PIN1, Cholesterol Biosynthesis, and Clinical Outcomes in Urothelial Carcinoma (UC): A Propensity-Weighted Real-World Clinicogenomic Analysis

ASCO 2026

May 21, 2026
Oncology
Abstract

Sarah Azari, Sinead Cullina, Stamatina Fragkogianni, Unnati Jariwala, Jacob Mercer, Xue Wang, Tony Hunter, Rana R. McKay, Tyler F. Stewart, Aditya Bagrodia, Amirali Salmasi

Background
PIN1 is a phosphorylation-dependent prolyl isomerase that regulates oncogenic pathways, including cancer stemness, epithelial–mesenchymal transition, immune modulation, and cholesterol biosynthesis. While mechanistic studies implicate PIN1 in aggressiveness across cancer types, its clinical relevance in UC remains unclear.

 

**Methods
**The Tempus Lens platform was used to identify a real-world cohort of patients (pts) with UC that underwent DNA (Tempus xT) and RNA (Tempus xR) sequencing (N = 4,886). Short variants and copy number changes are reported in our analysis. RNA data were quantified as transcripts per million (TPM) and reported as log2(TPM+1). Pts were classified as PIN1 high (PIN1-h, N = 1,157) or low (PIN1-l, N = 1,211) based on top and bottom mRNA expression quartiles. Single-sample gene set enrichment analysis (ssGSEA) was used to characterize enrichment in MSigDB Hallmark and cholesterol related metabolic pathways. Real-world progression-free survival (rwPFS) and overall survival (rwOS) were measured from initiation of first line (1L) therapy and sample collection date respectively. Propensity score weighting was used for balancing hyperlipidemia history and biopsy site. Hazard ratios (HR) were calculated using multivariable Cox regression. Median rwOS estimated using Kaplan–Meier curves and compared using log-rank tests.

 

Results
The cohort was composed of pts with bladder (83%) and upper tract (17.2%) UC. Of pts with documented staging, 62.9% were metastatic and 16% had a history of hyperlipidemia. PIN1-h tumors were enriched in pathways suggesting increased lipid biosynthesis such as cholesterol regulation (q< 0.001), glycerolipid metabolism (q < 0.001) and SREBF signaling (q < 0.004) as well as in oncogenic pathways (WNT/Beta Catenin, Notch, p53, KRAS).
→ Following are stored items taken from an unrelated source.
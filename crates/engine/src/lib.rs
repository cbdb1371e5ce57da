//! # Specrun Engine
//!
//! Execution runtime for declarative, versioned spec documents. The engine
//! resolves variables through a layered symbol table, substitutes
//! `<% ... %>` templates, executes the document's payload (an HTTP fetch, an
//! assertion run, or a workflow of both), and renders the exposed values.
//!
//! ## Architecture
//!
//! - **`symbols`**: the layered variable namespace built per execution
//! - **`template`**: token parsing and type-preserving substitution
//! - **`assertions`**: the closed assertion registry and sequential runner
//! - **`transport`**: the seam to the HTTP collaborator
//! - **`execute`**: per-document orchestration and outcome types
//! - **`workflow`**: the sequential task pipeline with `_steps` chaining
//!
//! Execution is single-threaded and builds fresh state per document; there
//! are no process-wide singletons.

use specrun_types::SpecError;
use specrun_util::load_document;
use std::path::Path;

pub mod assertions;
pub mod execute;
pub mod expose;
pub mod symbols;
pub mod template;
pub mod transport;
pub mod workflow;

pub use execute::{DocumentOutcome, ExecutionContext, execute_document, execute_value};
pub use symbols::SymbolTable;
pub use transport::{FetchTransport, HttpTransport, NoopTransport};

/// Loads a document file and executes it with the given context.
///
/// Relative `file` references inside workflow documents resolve against the
/// loaded file's directory, superseding the context's `base_dir`.
pub fn execute_file(path: impl AsRef<Path>, ctx: &ExecutionContext) -> Result<DocumentOutcome, SpecError> {
    let loaded = load_document(path)?;
    let file_ctx = ExecutionContext {
        base_dir: loaded.base_dir,
        overrides: ctx.overrides.clone(),
        transport: ctx.transport,
    };
    execute_value(&loaded.value, &file_ctx)
}
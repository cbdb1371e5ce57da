//! Display-string formatting and truthiness rules for JSON values.

use serde_json::Value;

/// Formats a JSON value in its display-string form, used when a template
/// token is spliced into surrounding literal text.
///
/// Strings are returned bare, scalars via their canonical string form, and
/// null as an empty string. Containers render as compact JSON
/// (`["a","b"]`, `{"k":"v"}`) — the one display shape used everywhere a
/// sequence or mapping lands inside a longer string.
pub fn display_string(value: &Value) -> String {
    match value {
        Value::String(text) => text.clone(),
        Value::Number(number) => number.to_string(),
        Value::Bool(flag) => flag.to_string(),
        Value::Null => String::new(),
        container => container.to_string(),
    }
}

/// Truthiness used by whole-value template substitution: empty string, zero,
/// `false`, and null are falsy. Containers are always truthy, even empty.
pub fn is_falsy(value: &Value) -> bool {
    match value {
        Value::Null => true,
        Value::Bool(flag) => !flag,
        Value::Number(number) => number.as_f64().map(|n| n == 0.0).unwrap_or(false),
        Value::String(text) => text.is_empty(),
        Value::Array(_) | Value::Object(_) => false,
    }
}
Immune-signatures (IL6, JAK STAT3, IFNa, IFNγ) showed decreased enrichment in PIN1-h. Somatic alterations differed, with PIN1-h tumors having higher prevalence of tumor suppressor gene alterations TP53 (68% vs 54%) and RB1 (23% vs 16%) and lower rates of alterations in FGFR3 (11% vs 18%) and ARID1A (18% vs 27%), consistent with aggressive disease biology. rwPFS was shorter in pts with PIN1-h vs PIN1-l tumors when treated with 1L chemotherapy (HR 3.01, 95% CI 1.43-6.33; p = 0.004) but not 1L immunotherapy. Paradoxically, pts with PIN1-h tumors showed a modest but statistically significant improvement in rwOS (HR 0.85, 95% CI 0.74–0.98; p = 0.030). Median rwOS was longer for PIN1-h vs PIN1-l (12.1 vs 15.5 months, p = 0.026).

 

**Conclusions
**PIN1 expression identifies a distinct subset of UC characterized by cholesterol pathway enrichment and aggressive genomic features. While PIN1-h tumors show shorter rwPFS on 1L chemotherapy, they exhibit longer rwOS overall. These opposing outcomes highlight PIN1 as a complex, potentially treatment-specific prognostic biomarker.